February 20, 2021 - New York (Online) The New York Map Society will have a virtual Zoom meeting at 2 pm, Eastern (New York) Time. Caroline Winterer and Karen Wigen, editors, will speak on their new book: "Time in Maps: From The Age of Discovery to Our Digital Era." Registration is not required. Maps organize us in space, but they also organize us in time. Looking around the world for the last five hundred years, "Time in Maps" shows that today’s digital maps are only the latest effort to insert a sense of time into the spatial medium of maps. Historians Kären Wigen and Caroline Winterer have assembled leading scholars to consider how maps from all over the world have depicted time in ingenious and provocative ways.



February 22, 2021 – USA (Online) The Boston, California, Chicago, New York, Philip Lee Phillips, Rocky Mountain, Texas, and Washington Map Societies are offering a virtual lecture via Zoom. Anyone interested in participating in the meeting must RSVP to John Docktor at washmap(at)gmail.com in order to receive the meeting ID and passcode. Meeting will start at 7:00 PM ET/6:00 PM CT/ 5:00 PM MT/ 4:00 PT. Ronald S. Gibbs (former Chair of Obstetrics and Gynecology, University of Colorado School of Medicine, and Consulting Professor, Stanford University) will talk about George Washington and the American Revolution, 1775-1776. In this presentation, we will share the momentous ideas, great personalities, and seemingly incredible outcome of the early years of the American Revolution. Using 18th century maps to show the terrain and tactics, we will experience Gen. George Washington’s tough decisions, near disasters, and ultimate victories. The maps will include depictions of Bunker Hill, New York City, Westchester County, and Trenton. To tell one of the most thrilling stories in American history, we will supplement these great maps with portraits, prints and current day photos.

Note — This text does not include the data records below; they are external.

/// File placement: compute a non-colliding destination and perform the move.
///
/// This module takes a freshly arrived file, resolves its destination
/// folder through the rule table, and relocates it. It handles
/// destination-folder creation, name-collision disambiguation, and the
/// per-file failure taxonomy of the monitor.
use crate::rules::RuleTable;
use std::fs;
use std::io;
use std::path::{Path, PathBuf};

/// Outcome of a placement attempt that is not a failure.
#[derive(Debug, Clone, PartialEq, Eq)]
pub enum Placement {
    /// The file was relocated to `destination`.
    Moved { destination: PathBuf },
    /// The file has no extension; nothing was touched.
    SkippedNoExtension,
    /// The file disappeared between detection and the move attempt.
    SourceVanished,
}

/// Errors that can occur while placing a file.
#[derive(Debug)]
pub enum PlaceError {
    /// Destination folder is missing and auto-creation is disabled.
    MissingDestination { path: PathBuf },
    /// A file of the same name already exists and duplicate handling is disabled.
    AlreadyExists { path: PathBuf },
    /// The OS refused access to the source or destination.
    PermissionDenied {
        path: PathBuf,
        source: io::Error,
    },
    /// Failed to create the destination folder.
    DirectoryCreationFailed {
        path: PathBuf,
        source: io::Error,
    },
    /// The move itself failed for another OS-level reason.
    MoveFailed {
        source: PathBuf,
        destination: PathBuf,
        source_error: io::Error,
    },
}

impl std::fmt::Display for PlaceError {
    fn fmt(&self, f: &mut std::fmt::Formatter<'_>) -> std::fmt::Result {
        match self {
            Self::MissingDestination { path } => {
                write!(f, "Destination folder doesn't exist: {}", path.display())
            }
            Self::AlreadyExists { path } => {
                write!(f, "File already exists: {}", path.display())
            }
            Self::PermissionDenied { path, source } => {
                write!(f, "Permission denied for {}: {}", path.display(), source)
            }
            Self::DirectoryCreationFailed { path, source } => {
                write!(
                    f,
                    "Failed to create directory {}: {}",
                    path.display(),
                    source
                )
            }
            Self::MoveFailed {
                source,
                destination,
                source_error,
            } => {
                write!(
                    f,
                    "Failed to move {} to {}: {}",
                    source.display(),
                    destination.display(),
                    source_error
                )
            }
        }
    }
}

impl std::error::Error for PlaceError {}

/// Places arrived files into their destination folders.
///
/// Destinations from the rule table are relative; they are resolved
/// against `dest_root` (the user's home directory in the CLI).
pub struct Placer {
    dest_root: PathBuf,
}

impl Placer {
    pub fn new(dest_root: impl Into<PathBuf>) -> Self {
        Self {
            dest_root: dest_root.into(),
        }
    }

    /// Move a file out of `directory` into the folder its extension maps to.
    ///
    /// Files without an extension are skipped without touching the
    /// filesystem. A source that vanished between detection and the move
    /// attempt is tolerated, not an error. On failure the source file is
    /// left in place; an existing destination file is never overwritten
    /// except through the explicit `_N` disambiguation.
    pub fn place(
        &self,
        directory: &Path,
        file_name: &str,
        rules: &RuleTable,
    ) -> Result<Placement, PlaceError> {
        let Some(extension) = Path::new(file_name).extension() else {
            return Ok(Placement::SkippedNoExtension);
        };
        let extension = format!(".{}", extension.to_string_lossy());

        let source = directory.join(file_name);
        if !source.exists() {
            return Ok(Placement::SourceVanished);
        }

        let settings = rules.settings();
        let dest_dir = self.dest_root.join(rules.lookup(&extension));

        if settings.create_folders {
            fs::create_dir_all(&dest_dir).map_err(|e| match e.kind() {
                io::ErrorKind::PermissionDenied => PlaceError::PermissionDenied {
                    path: dest_dir.clone(),
                    source: e,
                },
                _ => PlaceError::DirectoryCreationFailed {
                    path: dest_dir.clone(),
                    source: e,
                },
            })?;
        } else if !dest_dir.exists() {
            return Err(PlaceError::MissingDestination { path: dest_dir });
        }

        let mut destination = dest_dir.join(file_name);
        if destination.exists() {
            if settings.handle_duplicates {
                destination = disambiguate(&dest_dir, file_name);
            } else {
                return Err(PlaceError::AlreadyExists { path: destination });
            }
        }

        match move_file(&source, &destination) {
            Ok(()) => Ok(Placement::Moved { destination }),
            Err(_) if !source.exists() => Ok(Placement::SourceVanished),
            Err(e) if e.kind() == io::ErrorKind::PermissionDenied => {
                Err(PlaceError::PermissionDenied { path: source, source: e })
            }
            Err(e) => Err(PlaceError::MoveFailed {
                source,
                destination,
                source_error: e,
            }),
        }
    }
}

/// Find the first free `stem_N.ext` name in the destination folder.
///
/// Probes sequentially starting at 1; placements run one at a time, so
/// the scan cannot race another placement within the process.
fn disambiguate(dest_dir: &Path, file_name: &str) -> PathBuf {
    let name = Path::new(file_name);
    let stem = name
        .file_stem()
        .map(|s| s.to_string_lossy().into_owned())
        .unwrap_or_else(|| file_name.to_string());
    let suffix = name
        .extension()
        .map(|e| format!(".{}", e.to_string_lossy()))
        .unwrap_or_default();

    let mut counter = 1u32;
    loop {
        let candidate = dest_dir.join(format!("{}_{}{}", stem, counter, suffix));
        if !candidate.exists() {
            return candidate;
        }
        counter += 1;
    }
}

/// Move a file, falling back to copy+delete when the rename crosses volumes.
fn move_file(source: &Path, destination: &Path) -> io::Result<()> {
    match fs::rename(source, destination) {
        Ok(()) => Ok(()),
        Err(e) if e.kind() == io::ErrorKind::CrossesDevices => {
            fs::copy(source, destination)?;
            fs::remove_file(source)
        }
        Err(e) => Err(e),
    }
}

#[cfg(test)]
mod tests {
    use super::*;
    use crate::rules::RuleDocument;
    use std::fs;
    use tempfile::TempDir;

    fn rules_json(json: &str) -> RuleTable {
        let document: RuleDocument = serde_json::from_str(json).expect("valid test document");
        RuleTable::from_document(&document)
    }

    fn pdf_rules() -> RuleTable {
        rules_json(r#"{ "file_extensions": { "docs": { ".pdf": "Documents" } } }"#)
    }

    #[test]
    fn test_place_moves_file_to_mapped_folder() {
        let temp_dir = TempDir::new().expect("Failed to create temp directory");
        let inbox = temp_dir.path().join("inbox");
        fs::create_dir(&inbox).unwrap();
        fs::write(inbox.join("report.pdf"), b"content").unwrap();

        let placer = Placer::new(temp_dir.path());
        let result = placer.place(&inbox, "report.pdf", &pdf_rules()).unwrap();

        let expected = temp_dir.path().join("Documents").join("report.pdf");
        assert_eq!(result, Placement::Moved { destination: expected.clone() });
        assert!(expected.exists());
        assert!(!inbox.join("report.pdf").exists());
    }

    #[test]
    fn test_place_unmatched_extension_goes_to_default_folder() {
        let temp_dir = TempDir::new().expect("Failed to create temp directory");
        let inbox = temp_dir.path().join("inbox");
        fs::create_dir(&inbox).unwrap();
        fs::write(inbox.join("data.xyz"), b"content").unwrap();

        let placer = Placer::new(temp_dir.path());
        placer.place(&inbox, "data.xyz", &pdf_rules()).unwrap();

        assert!(
            temp_dir
                .path()
                .join("Downloads")
                .join("Others")
                .join("data.xyz")
                .exists()
        );
    }

    #[test]
    fn test_place_no_extension_is_a_no_op() {
        let temp_dir = TempDir::new().expect("Failed to create temp directory");
        let inbox = temp_dir.path().join("inbox");
        fs::create_dir(&inbox).unwrap();
        fs::write(inbox.join("README"), b"content").unwrap();

        let placer = Placer::new(temp_dir.path());
        let result = placer.place(&inbox, "README", &pdf_rules()).unwrap();

        assert_eq!(result, Placement::SkippedNoExtension);
        assert!(inbox.join("README").exists());
        // Nothing else was created alongside the inbox.
        let entries = fs::read_dir(temp_dir.path()).unwrap().count();
        assert_eq!(entries, 1);
    }

    #[test]
    fn test_place_vanished_source_is_tolerated() {
        let temp_dir = TempDir::new().expect("Failed to create temp directory");
        let inbox = temp_dir.path().join("inbox");
        fs::create_dir(&inbox).unwrap();

        let placer = Placer::new(temp_dir.path());
        let result = placer.place(&inbox, "ghost.pdf", &pdf_rules()).unwrap();

        assert_eq!(result, Placement::SourceVanished);
    }

    #[test]
    fn test_collision_appends_counter() {
        let temp_dir = TempDir::new().expect("Failed to create temp directory");
        let inbox = temp_dir.path().join("inbox");
        let documents = temp_dir.path().join("Documents");
        fs::create_dir(&inbox).unwrap();
        fs::create_dir(&documents).unwrap();
        fs::write(documents.join("report.pdf"), b"old").unwrap();
        fs::write(inbox.join("report.pdf"), b"new").unwrap();

        let placer = Placer::new(temp_dir.path());
        let result = placer.place(&inbox, "report.pdf", &pdf_rules()).unwrap();

        assert_eq!(
            result,
            Placement::Moved { destination: documents.join("report_1.pdf") }
        );
        assert!(documents.join("report_1.pdf").exists());
        assert_eq!(fs::read(documents.join("report.pdf")).unwrap(), b"old");
    }

    #[test]
    fn test_collision_counter_skips_taken_names() {
        let temp_dir = TempDir::new().expect("Failed to create temp directory");
        let inbox = temp_dir.path().join("inbox");
        let documents = temp_dir.path().join("Documents");
        fs::create_dir(&inbox).unwrap();
        fs::create_dir(&documents).unwrap();
        fs::write(documents.join("report.pdf"), b"a").unwrap();
        fs::write(documents.join("report_1.pdf"), b"b").unwrap();
        fs::write(inbox.join("report.pdf"), b"c").unwrap();

        let placer = Placer::new(temp_dir.path());
        let result = placer.place(&inbox, "report.pdf", &pdf_rules()).unwrap();

        assert_eq!(
            result,
            Placement::Moved { destination: documents.join("report_2.pdf") }
        );
    }

    #[test]
    fn test_collision_rejected_when_duplicates_disabled() {
        let temp_dir = TempDir::new().expect("Failed to create temp directory");
        let inbox = temp_dir.path().join("inbox");
        let documents = temp_dir.path().join("Documents");
        fs::create_dir(&inbox).unwrap();
        fs::create_dir(&documents).unwrap();
        fs::write(documents.join("report.pdf"), b"original").unwrap();
        fs::write(inbox.join("report.pdf"), b"incoming").unwrap();

        let rules = rules_json(
            r#"{
                "file_extensions": { "docs": { ".pdf": "Documents" } },
                "settings": { "handle_duplicates": false }
            }"#,
        );
        let placer = Placer::new(temp_dir.path());
        let result = placer.place(&inbox, "report.pdf", &rules);

        assert!(matches!(result, Err(PlaceError::AlreadyExists { .. })));
        // Destination untouched, source not removed.
        assert_eq!(fs::read(documents.join("report.pdf")).unwrap(), b"original");
        assert_eq!(fs::read(inbox.join("report.pdf")).unwrap(), b"incoming");
    }

    #[test]
    fn test_missing_destination_without_auto_creation() {
        let temp_dir = TempDir::new().expect("Failed to create temp directory");
        let inbox = temp_dir.path().join("inbox");
        fs::create_dir(&inbox).unwrap();
        fs::write(inbox.join("report.pdf"), b"content").unwrap();

        let rules = rules_json(
            r#"{
                "file_extensions": { "docs": { ".pdf": "Documents" } },
                "settings": { "create_folders": false }
            }"#,
        );
        let placer = Placer::new(temp_dir.path());
        let result = placer.place(&inbox, "report.pdf", &rules);

        assert!(matches!(result, Err(PlaceError::MissingDestination { .. })));
        assert!(inbox.join("report.pdf").exists());
        assert!(!temp_dir.path().join("Documents").exists());
    }

    #[test]
    fn test_multi_segment_destination_creates_nested_folders() {
        let temp_dir = TempDir::new().expect("Failed to create temp directory");
        let inbox = temp_dir.path().join("inbox");
        fs::create_dir(&inbox).unwrap();
        fs::write(inbox.join("bundle.zip"), b"content").unwrap();

        let rules = rules_json(
            r#"{ "file_extensions": { "archives": { ".zip": "Downloads/Archives" } } }"#,
        );
        let placer = Placer::new(temp_dir.path());
        placer.place(&inbox, "bundle.zip", &rules).unwrap();

        assert!(
            temp_dir
                .path()
                .join("Downloads")
                .join("Archives")
                .join("bundle.zip")
                .exists()
        );
    }
}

February 23, 2021 – Cambridge (Online) The Cambridge Seminars in the History of Cartography will meet virtually on Zoom at 5.30 pm. Michael Bravo (Scott Polar Research Institute, Cambridge) will discuss Polar maps and their histories: reflections on the changing fortunes of cosmography. All are welcome. For details on how to join, please send an email to events(at)emma.cam.ac.uk. The seminar is kindly supported by Emmanuel College Cambridge.



February 24, 2021 – Ann Arbor (Online) Join historical geographer Garrett Dash Nelson from the Leventhal Map and Education Center at 4:00 PM for a discussion about representation, reality, and the visualization of geographic information in the new exhibition Bending Lines: Maps and Data from Distortion to Deception. Dr. Nelson will discuss not only the content of the exhibition itself but also the challenges and opportunities associated with creating digital exhibitions of historic printed material. Participants are encouraged to view the online exhibit in advance and submit questions through this form. Dr. Nelson will be joined by Clements Library Curator of Graphic Materials Clayton Lewis, and Adjunct Assistant Curator of Maps Mary Pedley. This event is co-sponsored by the William L. Clements Library and The American Historical Print Collectors Society.

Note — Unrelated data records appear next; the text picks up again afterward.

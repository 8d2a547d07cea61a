//! Rule table: the extension→destination mapping and monitor settings.
//!
//! Rules live in a JSON document (`file_rules.json`) that is shared with
//! any rule-editing front-end. Extensions are grouped for readability;
//! the grouping is cosmetic and is flattened before use. Group names
//! beginning with `_` are reserved for comments and ignored.
//!
//! # Document Format
//!
//! ```json
//! {
//!   "file_extensions": {
//!     "documents": { ".pdf": "Documents", ".docx": "Documents" },
//!     "archives": { ".zip": "Downloads/Archives" },
//!     "_comment": "group names are cosmetic"
//!   },
//!   "settings": {
//!     "default_folder": "Downloads/Others",
//!     "check_interval_seconds": 1,
//!     "handle_duplicates": true,
//!     "create_folders": true,
//!     "case_sensitive": false
//!   }
//! }
//! ```

use serde::{Deserialize, Serialize};
use serde_json::{Value, json};
use std::collections::{BTreeMap, HashMap};
use std::fs;
use std::path::{Path, PathBuf};

/// File name the rules document is looked up under.
pub const RULES_FILE_NAME: &str = "file_rules.json";

/// Errors that can occur while loading or reloading the rules document.
#[derive(Debug, Clone)]
pub enum RuleError {
    /// Rules document not found at the specified path.
    NotFound(PathBuf),
    /// Invalid JSON syntax or structure.
    Invalid(String),
    /// IO error while reading or writing the rules document.
    Io(String),
}

impl std::fmt::Display for RuleError {
    fn fmt(&self, f: &mut std::fmt::Formatter<'_>) -> std::fmt::Result {
        match self {
            RuleError::NotFound(path) => {
                write!(f, "Rules file not found: {}", path.display())
            }
            RuleError::Invalid(msg) => write!(f, "Invalid rules document: {}", msg),
            RuleError::Io(msg) => write!(f, "IO error accessing rules document: {}", msg),
        }
    }
}

impl std::error::Error for RuleError {}

/// Flat settings block of the rules document.
///
/// Every field has a default so a partial (or absent) settings block
/// still yields a usable configuration.
#[derive(Debug, Clone, Serialize, Deserialize)]
pub struct Settings {
    /// Destination used when no rule matches the extension.
    #[serde(default = "default_default_folder")]
    pub default_folder: String,

    /// Poll cadence of the folder watcher, in seconds.
    #[serde(default = "default_check_interval")]
    pub check_interval_seconds: u64,

    /// Whether name collisions are resolved by appending `_1`, `_2`, ….
    #[serde(default = "default_enabled")]
    pub handle_duplicates: bool,

    /// Whether missing destination folders are created automatically.
    #[serde(default = "default_enabled")]
    pub create_folders: bool,

    /// Whether extensions are matched case-sensitively. Defaults to false.
    #[serde(default)]
    pub case_sensitive: bool,
}

fn default_default_folder() -> String {
    "Downloads/Others".to_string()
}

fn default_check_interval() -> u64 {
    1
}

fn default_enabled() -> bool {
    true
}

impl Default for Settings {
    fn default() -> Self {
        Self {
            default_folder: default_default_folder(),
            check_interval_seconds: default_check_interval(),
            handle_duplicates: true,
            create_folders: true,
            case_sensitive: false,
        }
    }
}

/// The rules document as stored on disk.
///
/// `file_extensions` keeps the raw grouped form so that round-tripping
/// preserves whatever grouping the editing front-end chose. Groups whose
/// value is not an object, and entries whose value is not a string, are
/// ignored when the document is flattened into a [`RuleTable`].
#[derive(Debug, Clone, Default, Serialize, Deserialize)]
pub struct RuleDocument {
    #[serde(default)]
    pub file_extensions: BTreeMap<String, Value>,

    #[serde(default)]
    pub settings: Settings,
}

impl RuleDocument {
    /// The built-in rule set used when no document exists anywhere.
    ///
    /// Covers the common document, picture, audio, video and archive
    /// types so the tool is usable with zero configuration.
    pub fn builtin() -> Self {
        let mut file_extensions = BTreeMap::new();
        file_extensions.insert(
            "documents".to_string(),
            json!({
                ".pdf": "Documents",
                ".doc": "Documents",
                ".docx": "Documents",
                ".txt": "Documents",
            }),
        );
        file_extensions.insert(
            "pictures".to_string(),
            json!({
                ".jpg": "Pictures",
                ".jpeg": "Pictures",
                ".png": "Pictures",
                ".gif": "Pictures",
            }),
        );
        file_extensions.insert(
            "music".to_string(),
            json!({
                ".mp3": "Music",
                ".wav": "Music",
                ".flac": "Music",
            }),
        );
        file_extensions.insert(
            "videos".to_string(),
            json!({
                ".mp4": "Videos",
                ".mkv": "Videos",
                ".mov": "Videos",
            }),
        );
        file_extensions.insert(
            "archives".to_string(),
            json!({
                ".zip": "Downloads/Archives",
                ".rar": "Downloads/Archives",
                ".7z": "Downloads/Archives",
            }),
        );

        Self {
            file_extensions,
            settings: Settings::default(),
        }
    }
}

/// Resolve the rules document path.
///
/// Resolution order:
/// 1. An explicitly provided path
/// 2. `./file_rules.json` in the current directory
/// 3. `file_rules.json` under the user's config directory
///
/// When nothing exists, the local path is returned; [`RuleTable::load`]
/// writes a fresh default document there.
pub fn resolve_source(explicit: Option<&Path>) -> PathBuf {
    if let Some(path) = explicit {
        return path.to_path_buf();
    }

    let local = PathBuf::from(RULES_FILE_NAME);
    if local.exists() {
        return local;
    }

    if let Some(config_dir) = dirs::config_dir() {
        let user_config = config_dir.join("tidywatch").join(RULES_FILE_NAME);
        if user_config.exists() {
            return user_config;
        }
    }

    local
}

/// Read and parse a rules document from disk.
pub fn read_document(path: &Path) -> Result<RuleDocument, RuleError> {
    if !path.exists() {
        return Err(RuleError::NotFound(path.to_path_buf()));
    }

    let content = fs::read_to_string(path).map_err(|e| RuleError::Io(e.to_string()))?;

    serde_json::from_str(&content).map_err(|e| RuleError::Invalid(e.to_string()))
}

/// Write a rules document to disk, creating parent directories as needed.
pub fn write_document(path: &Path, document: &RuleDocument) -> Result<(), RuleError> {
    if let Some(parent) = path.parent()
        && !parent.as_os_str().is_empty()
    {
        fs::create_dir_all(parent).map_err(|e| RuleError::Io(e.to_string()))?;
    }

    let content =
        serde_json::to_string_pretty(document).map_err(|e| RuleError::Invalid(e.to_string()))?;

    fs::write(path, content).map_err(|e| RuleError::Io(e.to_string()))
}

/// The flattened, lookup-ready rule table.
///
/// Owned by the monitor and read by the placer; it is only ever replaced
/// wholesale (build a complete new table, then swap), so a lookup never
/// observes a half-updated mapping.
#[derive(Debug, Clone)]
pub struct RuleTable {
    rules: HashMap<String, String>,
    settings: Settings,
}

impl RuleTable {
    /// Flatten a document into a lookup table.
    ///
    /// Extension keys are normalized to include their leading dot and,
    /// unless case-sensitive matching is enabled, lower-cased. Duplicate
    /// keys resolve last-write-wins.
    pub fn from_document(document: &RuleDocument) -> Self {
        let settings = document.settings.clone();
        let mut rules = HashMap::new();

        for (group, entries) in &document.file_extensions {
            // Reserved comment groups
            if group.starts_with('_') {
                continue;
            }
            let Value::Object(entries) = entries else {
                continue;
            };
            for (extension, destination) in entries {
                let Value::String(destination) = destination else {
                    continue;
                };
                rules.insert(
                    normalize_extension(extension, settings.case_sensitive),
                    destination.clone(),
                );
            }
        }

        Self { rules, settings }
    }

    /// Load a rule table from the given path.
    ///
    /// A missing document is replaced by the built-in defaults, and a
    /// fresh default document is written to the path so a rule-editing
    /// front-end has something to open.
    pub fn load(path: &Path) -> Result<Self, RuleError> {
        if !path.exists() {
            let document = RuleDocument::builtin();
            write_document(path, &document)?;
            return Ok(Self::from_document(&document));
        }

        let document = read_document(path)?;
        Ok(Self::from_document(&document))
    }

    /// Replace this table with a freshly parsed copy of the document.
    ///
    /// The new table is built completely before the swap; on any read or
    /// parse failure the current table is left untouched and remains
    /// authoritative.
    pub fn reload(&mut self, path: &Path) -> Result<(), RuleError> {
        let document = read_document(path)?;
        *self = Self::from_document(&document);
        Ok(())
    }

    /// Look up the destination folder for an extension.
    ///
    /// The extension is expected with its leading dot (`".pdf"`).
    /// Unmatched extensions resolve to the default folder.
    pub fn lookup(&self, extension: &str) -> &str {
        let key = normalize_extension(extension, self.settings.case_sensitive);
        self.rules
            .get(&key)
            .map(String::as_str)
            .unwrap_or(&self.settings.default_folder)
    }

    /// Destination used when no rule matches.
    pub fn default_folder(&self) -> &str {
        &self.settings.default_folder
    }

    pub fn settings(&self) -> &Settings {
        &self.settings
    }

    /// Number of extension rules in the table.
    pub fn rule_count(&self) -> usize {
        self.rules.len()
    }

    /// Rules grouped by destination folder, extensions sorted, for display.
    pub fn rules_by_folder(&self) -> BTreeMap<&str, Vec<&str>> {
        let mut groups: BTreeMap<&str, Vec<&str>> = BTreeMap::new();
        for (extension, folder) in &self.rules {
            groups.entry(folder.as_str()).or_default().push(extension);
        }
        for extensions in groups.values_mut() {
            extensions.sort();
        }
        groups
    }
}

impl Default for RuleTable {
    fn default() -> Self {
        Self::from_document(&RuleDocument::builtin())
    }
}

fn normalize_extension(extension: &str, case_sensitive: bool) -> String {
    let with_dot = if extension.starts_with('.') {
        extension.to_string()
    } else {
        format!(".{}", extension)
    };
    if case_sensitive {
        with_dot
    } else {
        with_dot.to_lowercase()
    }
}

February 25, 2021 - Edinburgh (Online) Edinburgh World Heritage presents Mapping the City. Please join us for a fascinating evening, 6:00 pm-7:00 pm. as we explore the history of the World Heritage Site through the National Library of Scotland’s outstanding map collection, with Dr Christopher Fleet, Curator of Maps and author of ‘Mapping the City’, published by Birlinn. Buy your tickets for this online event and we’ll send you the joining info.



February 25, 2021 – London (Online) International Map Collectors' Society will be having our first online event on Zoom. Our annual Collectors’ evening will be replaced by a simple ‘Show and Tell’ at which presenters will have 5–10 minutes to present a map. As we hope members from across the globe will attend, a start time of 6pm UK time has been chosen. Register for the meeting online, and a Zoom link will be sent to registered ticketholders the day prior to the event.



February 25, 2020 - Williamsburg (Online) The Williamsburg Map Circle is pleased to announce that Dr. John Delano will be presenting his lecture in a Zoom Meeting at 5:30pm. The subject will be If Walls Could Talk: Old Stone Walls in New York and New Hampshire. The 250,000 miles of stone walls in New York and New England are an enduring testimony to the strenuous efforts and strong work ethic of 18th and 19th century subsistence farmers. With large-scale abandonment of those farms in the late 19th century, the fields were promptly reclaimed by the forests. Stone walls, stone foundations, and family cemeteries in the New England woods are now silent reminders of past generations. John Delano mapped nearly 750 miles of old stone walls in New York and New Hampshire. Those data along with old maps and survey reports were used to determine the impressive accuracy of the early surveyors, as well as to infer the drift of the Earth’s magnetic field. If you would like to join us for the webinar email Ellen Spore <ellen.spore(at)gmail.com>.



February 26, 2021 - Stanford (Online) The David Rumsey Map Center will host Stephen Pyne and Gray Brechin at a virtual mini-symposium on fire, fire mapping and fire breaks. The speakers will discuss American fire history and policy from the late 19th century to the present, as well as the importance of the Ponderosa Way fire break as a prototype for slowing and stopping fires. The symposium will take place on Zoom and follows the schedule below:
2:15pm PST - Zoom opens
2:30 - Introductions, housekeeping
2:35 - Stephen Pyne: A Billion Burnable Acres. America Between Three Fires
3:15 - Gray Brechin: Ponderosa Way: Rediscovering the World’s Longest and Most Forgotten Fire Break in California
4:05 – Q&A.
For more information and to register, click here.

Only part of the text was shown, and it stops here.